A segunda aula daria continuidade aos saberes adquiridos na primeira, e pensando nas
dificuldades que Dewey (1959, p.355) aponta quando diz que surgem “limitações da noção de que a
experiência consiste em uma variedade de domínios ou interêsses segregados uns dos outros, (...) cada
um mantido convenientemente limitado pelos demais”, levantou-se a possibilidade de tentar quebrar
essas barreiras, buscando a interdisciplinaridade do conhecimento. Para isso, seriam convidados
professores de diferentes áreas do saber, e cada um poderia oferecer contribuições que tivessem
conexões com o conteúdo programático. Por exemplo, o professor de física poderia falar sobre a área
de ótica e das duas formas de síntese existentes para a criação de cores, o professor de química
explicaria porque alguns materiais se misturam de forma homogênea e outros de forma heterogênea,
além dos componentes químicos que formam algumas cores, um professor de literatura e/ou semiótica
apresentaria as correntes atribuições de significado que as cores costumam ter, etc.
A esse ponto, o grupo também lembrou-se de outro dualismo que se permeia entre os
ambientes, o do conhecimento intelectual e emocional, e pensou-se em suscitar uma conversa sobre
quais sentimentos as cores provocam, e como elas podem ser aplicadas com determinados fins a partir
disso.
A sequência daria-se com o primeiro encontro sabatino, onde seria solicitado aos alunos
trazerem obras de artes que os agradassem, abrangendo os mais diferentes suportes, e épocas variadas,
a partir das experiências e contatos que tiveram com a arte. A partir dos materiais selecionados
buscaria-se uma análise das obras, dando continuidade ao uso da cor visto até então, mas também
entrando em questões históricas, sociológicas e filosóficas, através da comparação das obras entre si,
levantando questionamentos a respeito do contexto no qual essas obras foram feitas, como elas se
relacionam com a vida social do momento, quais as propostas e conceitos trabalhados pelos
artistas/autores trazidos, e tentando direcionar as reflexões feitas para as separações criadas entre arte
erudita e arte popular.
É importante debater um dos pontos do texto, o de que a educação que aprendemos em escola
importa para que se mantenha um ​tipo de sociedade​, então a ideia que se constrói de arte se baseia em
um modelo europeu, branco e masculino. Isso trás a sensação para muitos de que "arte não é para
mim", já que é difícil se relacionar a ideia de uma arte transcendente ao mundo real em que aquele
indivíduo vive.
A partir desse ponto seria interessante que os alunos trouxessem também suas experiências
pessoais de vida em relação a produções artísticas realizadas e o recebimento delas, assim como as
motivações que levaram a essas formas de expressão, e no momento atual quais os temas e tópicos
que eles gostariam de trabalhar, sempre buscando integrar as proposições feitas e os pontos de
encontro entre elas, assim como levar em consideração os acontecimentos da vida popular local, as
dificuldades vividas e questionar qual a origem desses problemas. Poderia ser realizada uma análise
do espaço disponível para que a partir dele se começasse a pensar nas possibilidades de intervenção, e
a proposição da feitura de um mural, em associação com os outros elementos da arte de rua.
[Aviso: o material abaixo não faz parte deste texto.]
#![deny(
    unsafe_code,
    missing_docs,
    dead_code,
    unused_results,
    non_snake_case,
    unreachable_pub
)]

//! Authoritative world state for Burrow.
//!
//! The world owns the tile map, the player and the walkers. Adapters drive it
//! exclusively through [`apply`] and observe it through [`query`].

mod player;

use burrow_core::{
    CellCoord, Command, ControlInput, Event, LevelLayout, MovementTuning, WalkerId,
    WELCOME_BANNER,
};
use burrow_system_collision::TileMap;
use burrow_system_patrol::{PatrolStep, Walker};
use std::time::Duration;
use tracing::{debug, info, trace, warn};

use player::Player;

/// Represents the authoritative Burrow world state.
#[derive(Debug)]
pub struct World {
    banner: &'static str,
    tuning: MovementTuning,
    level: Option<Level>,
    tick_index: u64,
    cleared_last_tick: Vec<CellCoord>,
}

/// Everything that exists only while a level is loaded.
#[derive(Debug)]
struct Level {
    map: TileMap,
    player: Player,
    walkers: Vec<Walker>,
}

impl World {
    /// Creates an empty world with default tuning and no level loaded.
    #[must_use]
    pub fn new() -> Self {
        Self {
            banner: WELCOME_BANNER,
            tuning: MovementTuning::default(),
            level: None,
            tick_index: 0,
            cleared_last_tick: Vec::new(),
        }
    }

    fn load_level(&mut self, layout: LevelLayout, out_events: &mut Vec<Event>) {
        let map = match TileMap::from_rows(&layout.rows, layout.tile_length) {
            Ok(map) => map,
            Err(error) => {
                warn!(%error, "level_rejected");
                out_events.push(Event::LevelRejected {
                    reason: error.to_string(),
                });
                return;
            }
        };

        if let Some(cell) = std::iter::once(layout.player_spawn)
            .chain(layout.walker_spawns.iter().copied())
            .find(|cell| !map.contains(*cell))
        {
            let reason = format!(
                "spawn cell ({}, {}) lies outside the {}x{} map",
                cell.column(),
                cell.row(),
                map.columns(),
                map.rows()
            );
            warn!(%reason, "level_rejected");
            out_events.push(Event::LevelRejected { reason });
            return;
        }

        let tile_length = map.tile_length();
        let player = Player::spawn(layout.player_spawn, tile_length, &self.tuning);
        let walkers: Vec<Walker> = (0..)
            .zip(layout.walker_spawns.iter())
            .map(|(index, cell)| Walker::spawn(WalkerId::new(index), *cell, tile_length, &self.tuning))
            .collect();

        info!(
            columns = map.columns(),
            rows = map.rows(),
            walkers = walkers.len(),
            "level_loaded"
        );
        out_events.push(Event::LevelLoaded {
            columns: map.columns(),
            rows: map.rows(),
            walkers: walkers.len(),
        });

        self.cleared_last_tick.clear();
        self.level = Some(Level {
            map,
            player,
            walkers,
        });
    }

    fn configure_tuning(&mut self, tuning: MovementTuning) {
        debug!(?tuning, "tuning_configured");
        if let Some(level) = self.level.as_mut() {
            level.player.retune(&self.tuning, &tuning);
            for walker in &mut level.walkers {
                walker.resize(&tuning);
            }
        }
        self.tuning = tuning;
    }

    fn tick(&mut self, dt: Duration, input: ControlInput, out_events: &mut Vec<Event>) {
        let Some(level) = self.level.as_mut() else {
            debug!("tick_ignored_without_level");
            return;
        };

        self.tick_index = self.tick_index.saturating_add(1);
        self.cleared_last_tick.clear();
        out_events.push(Event::TimeAdvanced { dt });

        let seconds = dt.as_secs_f32();
        for walker in &mut level.walkers {
            if walker.advance(&level.map, &self.tuning, seconds) == PatrolStep::Reversed {
                trace!(walker = walker.id().get(), direction = ?walker.direction(), "walker_reversed");
            }
        }

        let player = &mut level.player;
        let outcome = player
            .body
            .step(input, player.abilities, &self.tuning, seconds, &mut level.map);

        if let Some(morphed) = outcome.morph_changed {
            out_events.push(Event::MorphChanged { morphed });
        }
        if let Some(facing) = outcome.dash_started {
            out_events.push(Event::DashStarted { facing });
        }
        if outcome.landed {
            out_events.push(Event::PlayerLanded);
        }
        if let Some(kind) = outcome.jumped {
            out_events.push(Event::PlayerJumped { kind });
        }
        for tile in outcome.cleared {
            debug!(column = tile.cell.column(), row = tile.cell.row(), "barrier_broken");
            self.cleared_last_tick.push(tile.cell);
            out_events.push(Event::TileCleared {
                cell: tile.cell,
                previous: tile.previous,
            });
        }

        player.resolve_triggers(
            &mut level.map,
            &self.tuning,
            &mut self.cleared_last_tick,
            out_events,
        );
    }

    fn defeat_walker(&mut self, id: WalkerId, out_events: &mut Vec<Event>) {
        let Some(walker) = self
            .level
            .as_mut()
            .and_then(|level| level.walkers.iter_mut().find(|walker| walker.id() == id))
        else {
            debug!(walker = id.get(), "defeat_ignored_unknown_walker");
            return;
        };

        if walker.defeat() {
            info!(walker = id.get(), "walker_defeated");
            out_events.push(Event::WalkerDefeated { walker: id });
        }
    }
}

impl Default for World {
    fn default() -> Self {
        Self::new()
    }
}

/// Applies the provided command to the world, mutating state deterministically.
pub fn apply(world: &mut World, command: Command, out_events: &mut Vec<Event>) {
    match command {
        Command::LoadLevel { layout } => world.load_level(layout, out_events),
        Command::ConfigureTuning { tuning } => world.configure_tuning(tuning),
        Command::Tick { dt, input } => world.tick(dt, input, out_events),
        Command::DefeatWalker { walker } => world.defeat_walker(walker, out_events),
    }
}

/// Query functions that provide read-only access to the world state.
pub mod query {
    use burrow_core::{Aabb, AbilitySet, CellCoord, Facing, MovementTuning, WalkerId};
    use burrow_system_collision::TileMap;
    use glam::Vec2;

    use super::World;

    /// Retrieves the welcome banner that adapters may display to players.
    #[must_use]
    pub fn welcome_banner(world: &World) -> &'static str {
        world.banner
    }

    /// Movement tuning currently in force.
    #[must_use]
    pub fn tuning(world: &World) -> &MovementTuning {
        &world.tuning
    }

    /// Provides read-only access to the loaded tile map.
    #[must_use]
    pub fn tile_map(world: &World) -> Option<&TileMap> {
        world.level.as_ref().map(|level| &level.map)
    }

    /// Captures the player's state, if a level is loaded.
    #[must_use]
    pub fn player(world: &World) -> Option<PlayerSnapshot> {
        let player = &world.level.as_ref()?.player;
        let body = &player.body;
        Some(PlayerSnapshot {
            bounds: body.bounds(),
            velocity: body.velocity(),
            facing: body.facing(),
            grounded: body.grounded(),
            morphed: body.morphed(),
            dashing: body.is_dashing(),
            double_jump_used: body.double_jump_used(),
            abilities: player.abilities,
            checkpoint: player.checkpoint(),
        })
    }

    /// Captures a read-only view of every walker, defeated ones included.
    #[must_use]
    pub fn walker_view(world: &World) -> WalkerView {
        let snapshots = world
            .level
            .as_ref()
            .map(|level| {
                level
                    .walkers
                    .iter()
                    .map(|walker| WalkerSnapshot {
                        id: walker.id(),
                        bounds: walker.bounds(),
                        direction: walker.direction(),
                        alive: walker.alive(),
                    })
                    .collect()
            })
            .unwrap_or_default();
        WalkerView { snapshots }
    }

    /// Cells turned into empty space during the most recent tick.
    #[must_use]
    pub fn cleared_last_tick(world: &World) -> &[CellCoord] {
        &world.cleared_last_tick
    }

    /// Reports whether `cell` was cleared during the most recent tick.
    #[must_use]
    pub fn was_tile_cleared(world: &World, cell: CellCoord) -> bool {
        world.cleared_last_tick.contains(&cell)
    }

    /// Number of ticks simulated since the world was created.
    #[must_use]
    pub fn tick_index(world: &World) -> u64 {
        world.tick_index
    }

    /// Read-only copy of the player's observable state.
    #[derive(Clone, Debug, PartialEq)]
    pub struct PlayerSnapshot {
        /// Current box.
        pub bounds: Aabb,
        /// Current velocity.
        pub velocity: Vec2,
        /// Horizontal facing.
        pub facing: Facing,
        /// Whether the player rests on the ground.
        pub grounded: bool,
        /// Whether the player is morphed.
        pub morphed: bool,
        /// Whether a dash is in progress.
        pub dashing: bool,
        /// Whether the air jump was spent.
        pub double_jump_used: bool,
        /// Abilities unlocked so far.
        pub abilities: AbilitySet,
        /// Respawn position used after touching a hazard.
        pub checkpoint: Vec2,
    }

    /// Read-only copy of a walker's state.
    #[derive(Clone, Copy, Debug, PartialEq)]
    pub struct WalkerSnapshot {
        /// Identifier assigned at level load.
        pub id: WalkerId,
        /// Current box.
        pub bounds: Aabb,
        /// Direction of travel.
        pub direction: Facing,
        /// Whether the walker is still in play.
        pub alive: bool,
    }

    /// Read-only snapshot describing all walkers in spawn order.
    #[derive(Clone, Debug, Default)]
    pub struct WalkerView {
        snapshots: Vec<WalkerSnapshot>,
    }

    impl WalkerView {
        /// Iterator over the captured walker snapshots.
        pub fn iter(&self) -> impl Iterator<Item = &WalkerSnapshot> {
            self.snapshots.iter()
        }

        /// Consumes the view, yielding the owned snapshots.
        #[must_use]
        pub fn into_vec(self) -> Vec<WalkerSnapshot> {
            self.snapshots
        }
    }
}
A
experiência de vasculhar, adentrar e ocupar a escola em espaços que não a sala de aula traria para os
alunos uma sensação de pertencimento, a noção de que aquele espaço também a eles pertence, uma
vez que eles seriam os agentes dessa busca para um melhor lugar para se elaborar o mural, tocando na
dualidade atividade ​versus​ passividade do ensino institucional.
Nesse ponto o grupo levou em consideração também a existência do dualismo individual
versus coletivo, e pensou em trabalhar isso na medida em que todos participassem individualmente
mas para a construção de uma obra coletiva, o que quer dizer, em vez de cada um fazer o seu stencil,
lambe-lambe ou desenho para o mural, que esse fosse pensado e elaborado em conjunto, a partir das
idéias de todos, e que todos participassem na produção de um fim comum.
Assim haveria a elaboração de um rascunho conjunto, de um desenho colaborativo, onde
cada um poderia se sentir livre para acrescentar elementos que comporiam o conjunto. Em seguida um
estudo aplicado das cores nesse rascunho, experimentando as melhores combinações, introduzindo a
noção de harmonia e paleta de cor, as maneiras mais eficazes de se fazer misturas de modo a não
desperdiçar e otimizar o uso de cada tipo de material. Nesse estágio os participantes experimentariam
em áreas maiores como tábuas/painéis de madeira, de modo a familiarizar-se com a tinta, o stencil, a
tinta spray, canetões, entre outros materiais. Definido o desenho e as cores, além das técnicas
utilizadas, técnicas de ampliação do desenho para a parede seriam testadas pelos próprios, como a
ampliação em xerox e a colagem na parede para que se tire os contornos, ou uma projeção em ​data
show na parede, atentando aqui para um pensamento de sustentabilidade, procurando incitar os alunos
a pensar na quantidade de papel utilizado e na economia que se pode fazer. Com o desenho decalcado,
transferido ou mesmo desenhado à mão livre, os alunos se organizariam para definir as áreas que
desejam pintar, texturizar, aplicar estampas ou simplesmente contornar e dar acabamentos, tratando
todo o projeto de maneira colaborativa e voltada para as preferências pessoais de cada participante.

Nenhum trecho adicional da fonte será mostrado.